Updated: March 27, 2017
Originally Published: June 15, 2015
Like learning to ride a bike, I once thought that using the restroom was a skill you’d master for life. However, I soon realized that this journey is far more complex. Our four-year-old has encountered some unexpected challenges.
One evening, while enjoying a brief moment of solitude on the toilet—my personal escape from parenting duties—I stumbled upon a humorous post from my younger sister. The gist was her expressing disbelief at the task of cleaning feces from the bathtub. I couldn’t resist chiming in with my own reaction, “Oh my god. That’s so gross!” Shortly after, several friends shared their sympathies in the comments. I had a fleeting thought that I might be tempting fate, so I returned to the thread and feigned empathy, commenting that we’ve been fortunate so far. Of course, I was just pretending; I believed that if we were careful, we’d never face such a scenario.

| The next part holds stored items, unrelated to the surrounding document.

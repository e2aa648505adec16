//! Exact line/grid splitting for Cartesian machines
//!
//! On a machine whose kinematics are linear in Cartesian space, a straight
//! line between two mesh lines stays straight after correction, so it only
//! needs to be cut where it crosses a mesh line. This strategy computes those
//! crossings exactly and emits one segment per crossing, plus a final segment
//! to the destination when the last crossing does not land on it.
//!
//! Moves that stay inside one cell are the common case and take the cheap
//! path: one bilinear lookup at the destination, one segment.

use crate::normalizer::AxisNormalizer;
use crate::strategy::{LevelingStrategy, MotionContext, SegmentEmitter};
use levelkit_core::{BedMesh, CellIndex, MoveOutcome, MoveRequest, Position};
use tracing::{debug, trace};

/// `y = slope * x + intercept` through the start and end of a move
#[derive(Debug, Clone, Copy)]
struct Line {
    start_x: f32,
    slope: f32,
    intercept: f32,
    vertical: bool,
}

impl Line {
    fn through(start: &Position, end: &Position) -> Self {
        let dx = end.x - start.x;
        let dy = end.y - start.y;
        let slope = if dx == 0.0 { 0.0 } else { dy / dx };
        Self {
            start_x: start.x,
            slope,
            intercept: start.y - slope * start.x,
            vertical: dx == 0.0 || !slope.is_finite(),
        }
    }

    /// X where the line meets horizontal line `y`
    fn x_at(&self, y: f32) -> f32 {
        if self.vertical {
            self.start_x
        } else {
            (y - self.intercept) / self.slope
        }
    }

    /// Y where the line meets vertical line `x`
    fn y_at(&self, x: f32) -> f32 {
        self.slope * x + self.intercept
    }
}

/// Splits moves exactly at mesh-line crossings
#[derive(Debug, Clone, Default)]
pub struct ExactCartesianSplitter {
    /// Constant Z raise for destinations off the calibrated mesh
    raise_when_off_mesh: Option<f32>,
}

impl ExactCartesianSplitter {
    /// Create a splitter that extrapolates from the edge cells off the mesh
    pub fn new() -> Self {
        Self::default()
    }

    /// Use a constant Z raise instead of extrapolating when the destination is off the mesh
    pub fn with_raise_when_off_mesh(mut self, raise: Option<f32>) -> Self {
        self.raise_when_off_mesh = raise;
        self
    }

    /// Configured off-mesh raise
    pub fn raise_when_off_mesh(&self) -> Option<f32> {
        self.raise_when_off_mesh
    }

    /// Last segment of every move: bilinear correction at the destination
    ///
    /// Used directly for single-cell moves and to reconcile the remainder
    /// after stepping across mesh lines.
    fn finish_in_cell(
        &self,
        mesh: &BedMesh,
        end: Position,
        fade: f32,
        emitter: &mut SegmentEmitter<'_>,
    ) -> bool {
        if let Some(raise) = self.raise_when_off_mesh {
            if !mesh.is_x_in_bounds(end.x) || !mesh.is_y_in_bounds(end.y) {
                debug!("Destination {} off mesh, raising Z by {}", end, raise);
                return emitter.emit(end, raise);
            }
        }

        let cell = mesh.cell_index(end.x, end.y);
        let z0 = mesh.correction_in_cell(end.x, end.y, cell) * fade;
        emitter.emit(end, z0)
    }

    /// Line staying within one column: step across horizontal mesh lines
    #[allow(clippy::too_many_arguments)]
    fn step_rows(
        mesh: &BedMesh,
        start: Position,
        istart: CellIndex,
        iend: CellIndex,
        line: &Line,
        normalizer: &AxisNormalizer,
        fade: f32,
        emitter: &mut SegmentEmitter<'_>,
    ) -> Option<Position> {
        let neg = i32::from(iend.y < istart.y);
        let step = if iend.y < istart.y { -1 } else { 1 };
        let mut last = start;

        // Heading down starts from the lower edge of the start cell
        let mut iy = istart.y + neg;
        while iy != iend.y + neg {
            iy += step;
            let line_y = mesh.mesh_y(iy);
            let x = line.x_at(line_y);
            let z0 = mesh
                .correction_on_horizontal_line(x, istart.x, iy)
                .unwrap_or(0.0)
                * fade;

            if line_y == start.y {
                trace!("Skipping zero-length segment on mesh row {}", iy);
                continue;
            }

            let dest = normalizer.position_at(x, line_y);
            if !emitter.emit(dest, z0) {
                return None;
            }
            last = dest;
        }
        Some(last)
    }

    /// Line staying within one row: step across vertical mesh lines
    #[allow(clippy::too_many_arguments)]
    fn step_columns(
        mesh: &BedMesh,
        start: Position,
        istart: CellIndex,
        iend: CellIndex,
        line: &Line,
        normalizer: &AxisNormalizer,
        fade: f32,
        emitter: &mut SegmentEmitter<'_>,
    ) -> Option<Position> {
        let neg = i32::from(iend.x < istart.x);
        let step = if iend.x < istart.x { -1 } else { 1 };
        let mut last = start;

        // Heading left starts from the left edge of the start cell
        let mut ix = istart.x + neg;
        while ix != iend.x + neg {
            ix += step;
            let line_x = mesh.mesh_x(ix);
            let y = line.y_at(line_x);
            let z0 = mesh
                .correction_on_vertical_line(y, ix, istart.y)
                .unwrap_or(0.0)
                * fade;

            if line_x == start.x {
                trace!("Skipping zero-length segment on mesh column {}", ix);
                continue;
            }

            let dest = normalizer.position_at(line_x, y);
            if !emitter.emit(dest, z0) {
                return None;
            }
            last = dest;
        }
        Some(last)
    }

    /// Line crossing both row and column boundaries
    #[allow(clippy::too_many_arguments)]
    fn step_diagonal(
        mesh: &BedMesh,
        start: Position,
        istart: CellIndex,
        iend: CellIndex,
        line: &Line,
        normalizer: &AxisNormalizer,
        fade: f32,
        emitter: &mut SegmentEmitter<'_>,
    ) -> Option<Position> {
        let neg_x = iend.x < istart.x;
        let neg_y = iend.y < istart.y;
        let ineg = CellIndex::new(i32::from(neg_x), i32::from(neg_y));
        let iadd = CellIndex::new(if neg_x { -1 } else { 1 }, if neg_y { -1 } else { 1 });

        let mut cnt_x = (istart.x - iend.x).abs();
        let mut cnt_y = (istart.y - iend.y).abs();
        let mut icell = CellIndex::new(istart.x + ineg.x, istart.y + ineg.y);
        let mut last = start;

        while cnt_x != 0 || cnt_y != 0 {
            let next_line_x = mesh.mesh_x(icell.x + iadd.x);
            let next_line_y = mesh.mesh_y(icell.y + iadd.y);

            // Where the line meets the next column line and the next row line
            let y_at_next_x = line.y_at(next_line_x);
            let x_at_next_y = line.x_at(next_line_y);

            if neg_x == (x_at_next_y > next_line_x) {
                // Row line comes first
                let z0 = mesh
                    .correction_on_horizontal_line(x_at_next_y, icell.x - ineg.x, icell.y + iadd.y)
                    .unwrap_or(0.0)
                    * fade;

                if next_line_y == start.y {
                    trace!("Skipping zero-length segment on mesh row {}", icell.y + iadd.y);
                } else if x_at_next_y == last.x && next_line_y == last.y {
                    trace!("Skipping repeated grid corner on mesh row {}", icell.y + iadd.y);
                } else {
                    let dest = normalizer.position_at(x_at_next_y, next_line_y);
                    if !emitter.emit(dest, z0) {
                        return None;
                    }
                    last = dest;
                }

                icell.y += iadd.y;
                cnt_y -= 1;
            } else {
                // Column line comes first
                let z0 = mesh
                    .correction_on_vertical_line(y_at_next_x, icell.x + iadd.x, icell.y - ineg.y)
                    .unwrap_or(0.0)
                    * fade;

                if next_line_x == start.x {
                    trace!("Skipping zero-length segment on mesh column {}", icell.x + iadd.x);
                } else if next_line_x == last.x && y_at_next_x == last.y {
                    trace!("Skipping repeated grid corner on mesh column {}", icell.x + iadd.x);
                } else {
                    let dest = normalizer.position_at(next_line_x, y_at_next_x);
                    if !emitter.emit(dest, z0) {
                        return None;
                    }
                    last = dest;
                }

                icell.x += iadd.x;
                cnt_x -= 1;
            }

            // Rounding drift walked past the destination cell; reconcile from here
            if cnt_x < 0 || cnt_y < 0 {
                debug!("Diagonal stepping overshot the destination cell");
                break;
            }
        }
        Some(last)
    }
}

impl LevelingStrategy for ExactCartesianSplitter {
    fn name(&self) -> &str {
        "exact_cartesian"
    }

    fn description(&self) -> &str {
        "Splits moves exactly where they cross mesh lines (Cartesian kinematics)"
    }

    fn line_to(&self, request: &MoveRequest, ctx: &mut MotionContext<'_>) -> MoveOutcome {
        let mut start = request.start;
        let mut end = request.end;
        ctx.planner.apply_modifiers(&mut start);
        ctx.planner.apply_modifiers(&mut end);

        let mesh = ctx.mesh;
        let is_active = ctx.leveling.is_active();
        let fade = ctx.leveling.fade_scaling_factor(end.z);
        let mut emitter = SegmentEmitter::new(&mut *ctx.planner, request);

        if !is_active {
            return if emitter.emit(end, 0.0) {
                MoveOutcome::Moved(request.end)
            } else {
                emitter.interrupted()
            };
        }

        let istart = mesh.cell_index(start.x, start.y);
        let iend = mesh.cell_index(end.x, end.y);

        if istart == iend {
            return if self.finish_in_cell(mesh, end, fade, &mut emitter) {
                MoveOutcome::Moved(request.end)
            } else {
                emitter.interrupted()
            };
        }

        let line = Line::through(&start, &end);
        let normalizer = AxisNormalizer::new(start, end);

        let stepped = if istart.x == iend.x {
            debug!("Splitting vertical move {} -> {}", start, end);
            Self::step_rows(mesh, start, istart, iend, &line, &normalizer, fade, &mut emitter)
        } else if istart.y == iend.y {
            debug!("Splitting horizontal move {} -> {}", start, end);
            Self::step_columns(mesh, start, istart, iend, &line, &normalizer, fade, &mut emitter)
        } else {
            debug!("Splitting diagonal move {} -> {}", start, end);
            Self::step_diagonal(mesh, start, istart, iend, &line, &normalizer, fade, &mut emitter)
        };

        let Some(last) = stepped else {
            return emitter.interrupted();
        };

        if !last.xy_eq(&end) && !self.finish_in_cell(mesh, end, fade, &mut emitter) {
            return emitter.interrupted();
        }

        trace!("Move complete at {}", emitter.reached());
        MoveOutcome::Moved(request.end)
    }
}

#[cfg(test)]
mod tests {
    use super::*;

    #[test]
    fn test_line_equation() {
        let line = Line::through(&Position::xy(0.0, 1.0), &Position::xy(4.0, 9.0));
        assert!(!line.vertical);
        assert_eq!(line.y_at(2.0), 5.0);
        assert_eq!(line.x_at(5.0), 2.0);
    }

    #[test]
    fn test_vertical_line_keeps_start_x() {
        let line = Line::through(&Position::xy(7.5, 0.0), &Position::xy(7.5, 90.0));
        assert!(line.vertical);
        assert_eq!(line.x_at(42.0), 7.5);
    }
}
//! Motion planner interface
//!
//! The strategies hand finished segments to a planner one at a time. The
//! planner may block while its queue drains and may decline a segment, which
//! the strategies treat as an instruction to stop the current move.

use crate::data::{Position, Segment};
use tracing::debug;

/// Consumer of leveled segments
pub trait MotionPlanner {
    /// Enqueue one segment; returns `false` when the segment was declined
    fn buffer_segment(&mut self, segment: &Segment) -> bool;

    /// Apply planner-side position modifiers (skew, etc.) before splitting
    fn apply_modifiers(&self, _position: &mut Position) {}
}

impl<F> MotionPlanner for F
where
    F: FnMut(&Segment) -> bool,
{
    fn buffer_segment(&mut self, segment: &Segment) -> bool {
        self(segment)
    }
}

/// Recording planner with an optional bounded capacity
///
/// Accepts segments until `capacity` is reached and declines everything
/// after that.
#[derive(Debug, Clone, Default)]
pub struct SegmentQueue {
    segments: Vec<Segment>,
    capacity: Option<usize>,
    rejected: usize,
}

impl SegmentQueue {
    /// Create an unbounded queue
    pub fn new() -> Self {
        Self::default()
    }

    /// Create a queue that declines segments once `capacity` are held
    pub fn bounded(capacity: usize) -> Self {
        Self {
            capacity: Some(capacity),
            ..Self::default()
        }
    }

    /// Segments accepted so far
    pub fn segments(&self) -> &[Segment] {
        &self.segments
    }

    /// Number of accepted segments
    pub fn len(&self) -> usize {
        self.segments.len()
    }

    /// Whether no segment has been accepted
    pub fn is_empty(&self) -> bool {
        self.segments.is_empty()
    }

    /// Number of segments declined because the queue was full
    pub fn rejected(&self) -> usize {
        self.rejected
    }

    /// Target of the last accepted segment
    pub fn last_target(&self) -> Option<Position> {
        self.segments.last().map(|s| s.target)
    }

    /// Take all held segments out of the queue
    pub fn drain(&mut self) -> Vec<Segment> {
        std::mem::take(&mut self.segments)
    }
}

impl MotionPlanner for SegmentQueue {
    fn buffer_segment(&mut self, segment: &Segment) -> bool {
        if self.capacity.is_some_and(|cap| self.segments.len() >= cap) {
            self.rejected += 1;
            debug!("Segment queue full, declining segment to {}", segment.target);
            return false;
        }
        self.segments.push(*segment);
        true
    }
}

Then came the dreaded shout from my partner upstairs. “Mark! Oh no… Mark!”
“An accident happened. In the tub!” she exclaimed.
It was a day I had hoped to avoid. I suspect some parents manage to escape this reality, but not us. I remained composed on the surface, knowing that I needed to be a role model for our children, despite the turmoil brewing underneath.
As time went on, we mistakenly believed we had mastered the art of bathroom training. Days passed without our son producing what he calls a “poop family” in the toilet, which he humorously describes as going in phases. However, when encouraged to try, he resisted, developing an irrational fear of the process.
We employed various coaxing methods and even bribery, which yielded minimal success. Then, he simply stopped trying altogether, leading to painful bouts of constipation. Despite our logical explanations, nothing seemed to work. In a moment of desperation, I made a questionable decision: a warm bath might solve the issue.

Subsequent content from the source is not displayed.